Bruyère Hélène, Sutherland Heather, Chipperfield Katherine, Hudoba Monika
Department of Pathology and Laboratory Medicine, Vancouver General Hospital and University of British Columbia, Vancouver, BC, Canada.
Cancer Genet Cytogenet. 2010 Feb;197(1):75-80. doi: 10.1016/j.cancergencyto.2009.11.001.

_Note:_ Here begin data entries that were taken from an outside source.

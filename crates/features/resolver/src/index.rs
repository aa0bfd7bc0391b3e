use crate::error::IndexError;
use crate::package::{InstalledPackage, InstalledPackages};
use mbridge_domain::ModId;
use mbridge_version::VersionConstraint;
use std::borrow::Cow;
use std::cell::Cell;

/// Remote source of packages, consulted when nothing installed satisfies a
/// constraint.
///
/// Implementations download and unpack as needed; the call may block.
pub trait PackageIndex {
    fn fetch(
        &self,
        id: &ModId,
        constraint: &VersionConstraint,
    ) -> Result<InstalledPackage, IndexError>;
}

impl<I: PackageIndex + ?Sized> PackageIndex for &I {
    fn fetch(
        &self,
        id: &ModId,
        constraint: &VersionConstraint,
    ) -> Result<InstalledPackage, IndexError> {
        (**self).fetch(id, constraint)
    }
}

impl<I: PackageIndex + ?Sized> PackageIndex for Box<I> {
    fn fetch(
        &self,
        id: &ModId,
        constraint: &VersionConstraint,
    ) -> Result<InstalledPackage, IndexError> {
        (**self).fetch(id, constraint)
    }
}

/// Index that never has anything: resolution uses installed packages only.
#[derive(Debug, Clone, Copy, Default)]
pub struct OfflineIndex;

impl PackageIndex for OfflineIndex {
    fn fetch(
        &self,
        id: &ModId,
        constraint: &VersionConstraint,
    ) -> Result<InstalledPackage, IndexError> {
        Err(IndexError::NotFound {
            id: id.to_string(),
            constraint: constraint.to_string(),
            context: Some(Cow::Borrowed("offline")),
        })
    }
}

/// In-memory index serving a fixed package set.
///
/// Counts fetch requests, and can be switched to failing every request with
/// [`IndexError::Network`].
#[derive(Debug, Default)]
pub struct StaticIndex {
    packages: InstalledPackages,
    unreachable: bool,
    requests: Cell<usize>,
}

impl StaticIndex {
    #[must_use]
    pub fn new(packages: impl IntoIterator<Item = InstalledPackage>) -> Self {
        Self { packages: packages.into_iter().collect(), ..Self::default() }
    }

    /// An index whose every fetch fails as a network error.
    #[must_use]
    pub fn unreachable() -> Self {
        Self { unreachable: true, ..Self::default() }
    }

    /// Number of `fetch` calls served so far.
    #[must_use]
    pub fn requests(&self) -> usize {
        self.requests.get()
    }
}

impl PackageIndex for StaticIndex {
    fn fetch(
        &self,
        id: &ModId,
        constraint: &VersionConstraint,
    ) -> Result<InstalledPackage, IndexError> {
        self.requests.set(self.requests.get() + 1);

        if self.unreachable {
            return Err(IndexError::Network {
                id: id.to_string(),
                message: Cow::Borrowed("index marked unreachable"),
                context: None,
            });
        }

        self.packages.best_match(id.as_str(), constraint).cloned().ok_or_else(|| {
            IndexError::NotFound {
                id: id.to_string(),
                constraint: constraint.to_string(),
                context: None,
            }
        })
    }
}
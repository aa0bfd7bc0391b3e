use crate::descriptor::{DependencyDescriptor, ResolvedDependency};
use crate::error::{IndexError, ResolveError};
use crate::index::PackageIndex;
use crate::package::{InstalledPackage, InstalledPackages};
use mbridge_domain::Importance;
use tracing::{debug, warn};

/// Resolution policy.
#[derive(Debug, Clone, Copy, PartialEq, Eq)]
pub struct ResolveOptions {
    /// Whether `recommended` dependencies get linked.
    pub auto_fetch: bool,
}

impl Default for ResolveOptions {
    fn default() -> Self {
        Self { auto_fetch: true }
    }
}

/// Maps dependency descriptors onto installed or fetched packages.
///
/// Every descriptor is resolved on its own; constraints declared by the
/// dependencies themselves are not considered. Packages fetched from the
/// index are recorded as installed, so resolving the same descriptor again
/// finds them locally.
#[derive(Debug)]
pub struct DependencyResolver<I> {
    installed: InstalledPackages,
    index: I,
    options: ResolveOptions,
}

impl<I: PackageIndex> DependencyResolver<I> {
    pub const fn new(installed: InstalledPackages, index: I, options: ResolveOptions) -> Self {
        Self { installed, index, options }
    }

    /// Resolves every descriptor in order.
    ///
    /// Stops at the first `required` dependency that cannot be located;
    /// unavailable optional dependencies come back unlinked.
    pub fn resolve(
        &mut self,
        descriptors: &[DependencyDescriptor],
    ) -> Result<Vec<ResolvedDependency>, ResolveError> {
        descriptors.iter().map(|descriptor| self.resolve_one(descriptor)).collect()
    }

    pub fn resolve_one(
        &mut self,
        descriptor: &DependencyDescriptor,
    ) -> Result<ResolvedDependency, ResolveError> {
        match self.locate(descriptor) {
            Ok(package) => {
                let resolved =
                    ResolvedDependency::located(descriptor.clone(), package, self.options.auto_fetch);
                debug!(
                    id = %descriptor.id(),
                    importance = %descriptor.importance(),
                    linked = resolved.is_linked(),
                    "Resolved dependency"
                );
                Ok(resolved)
            }
            Err(err) if descriptor.importance() == Importance::Required => Err(err),
            Err(err) => {
                warn!(
                    id = %descriptor.id(),
                    importance = %descriptor.importance(),
                    error = %err,
                    "Optional dependency unavailable, continuing unlinked"
                );
                Ok(ResolvedDependency::unavailable(descriptor.clone()))
            }
        }
    }

    #[must_use]
    pub const fn installed(&self) -> &InstalledPackages {
        &self.installed
    }

    #[must_use]
    pub const fn options(&self) -> ResolveOptions {
        self.options
    }

    #[must_use]
    pub fn into_installed(self) -> InstalledPackages {
        self.installed
    }

    fn locate(&mut self, descriptor: &DependencyDescriptor) -> Result<InstalledPackage, ResolveError> {
        let (id, constraint) = (descriptor.id(), descriptor.constraint());

        if let Some(package) = self.installed.best_match(id.as_str(), constraint) {
            debug!(%id, version = %package.version(), "Using installed package");
            return Ok(package.clone());
        }

        debug!(%id, %constraint, "No installed match, querying package index");
        match self.index.fetch(id, constraint) {
            Ok(package) if package.id() == id && constraint.matches(package.version()) => {
                self.installed.insert(package.clone());
                Ok(package)
            }
            Ok(package) => {
                debug!(
                    %id,
                    fetched = %package.id(),
                    version = %package.version(),
                    "Index returned a package outside the constraint"
                );
                Err(ResolveError::NotFound {
                    id: id.clone(),
                    constraint: constraint.clone(),
                    context: Some("index returned a non-matching package".into()),
                })
            }
            Err(IndexError::NotFound { .. }) => Err(ResolveError::NotFound {
                id: id.clone(),
                constraint: constraint.clone(),
                context: None,
            }),
            Err(source @ IndexError::Network { .. }) => Err(ResolveError::NetworkFailure {
                id: id.clone(),
                constraint: constraint.clone(),
                source,
                context: None,
            }),
        }
    }
}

A 61-year-old male patient presented with very high blood white cell count, left shift of granulocytes to blasts, as well as low hemoglobin and platelets. The bone marrow aspirate and biopsy were consistent with an acute myeloid leukemia (AML). Blasts presented with large azurophilic inclusions and prominent Auer rods resembling acute promyelocytic leukemia (APL). Cytogenetic analysis revealed a deletion 9p and double-minute chromosomes. Fluorescence in situ hybridization showed amplification of the MYC probe and the absence of a RARA rearrangement. The patient achieved complete morphologic and cytogenetic remission 1 month after allogenic transplant, but relapsed 1 month later. Cytogenetics showed MYC amplification as a homogeneously staining region inserted into the long arm of one chromosome 9 and as a ring structure. At least five other acute promyelocytic leukemia-like cases without translocation 15;17, but with double minutes, have been reported in the literature. Only one of these had no RARA rearrangement. This report presents a second patient with APL-like bone marrow morphology, absence of RARA rearrangement, and MYC amplification. In this case, the amplification happened in various concomitant or successive forms.
一名61岁男性患者出现白细胞计数极高、粒细胞左移至原始细胞,同时血红蛋白和血小板水平较低。骨髓穿刺和活检结果符合急性髓系白血病(AML)。原始细胞呈现出大的嗜天青颗粒包涵体和明显的Auer小体,类似急性早幼粒细胞白血病(APL)。细胞遗传学分析显示9号染色体短臂缺失和双微体染色体。荧光原位杂交显示MYC探针扩增且无RARA重排。该患者在异基因移植后1个月实现了完全形态学和细胞遗传学缓解,但1个月后复发。细胞遗传学显示MYC扩增表现为插入到一条9号染色体长臂上的均匀染色区以及环状结构。文献中已报道至少另外5例无15;17易位但有双微体的急性早幼粒细胞白血病样病例。其中只有1例无RARA重排。本报告介绍了第二例具有APL样骨髓形态、无RARA重排且有MYC扩增的患者。在该病例中,扩增以多种伴随或相继的形式发生。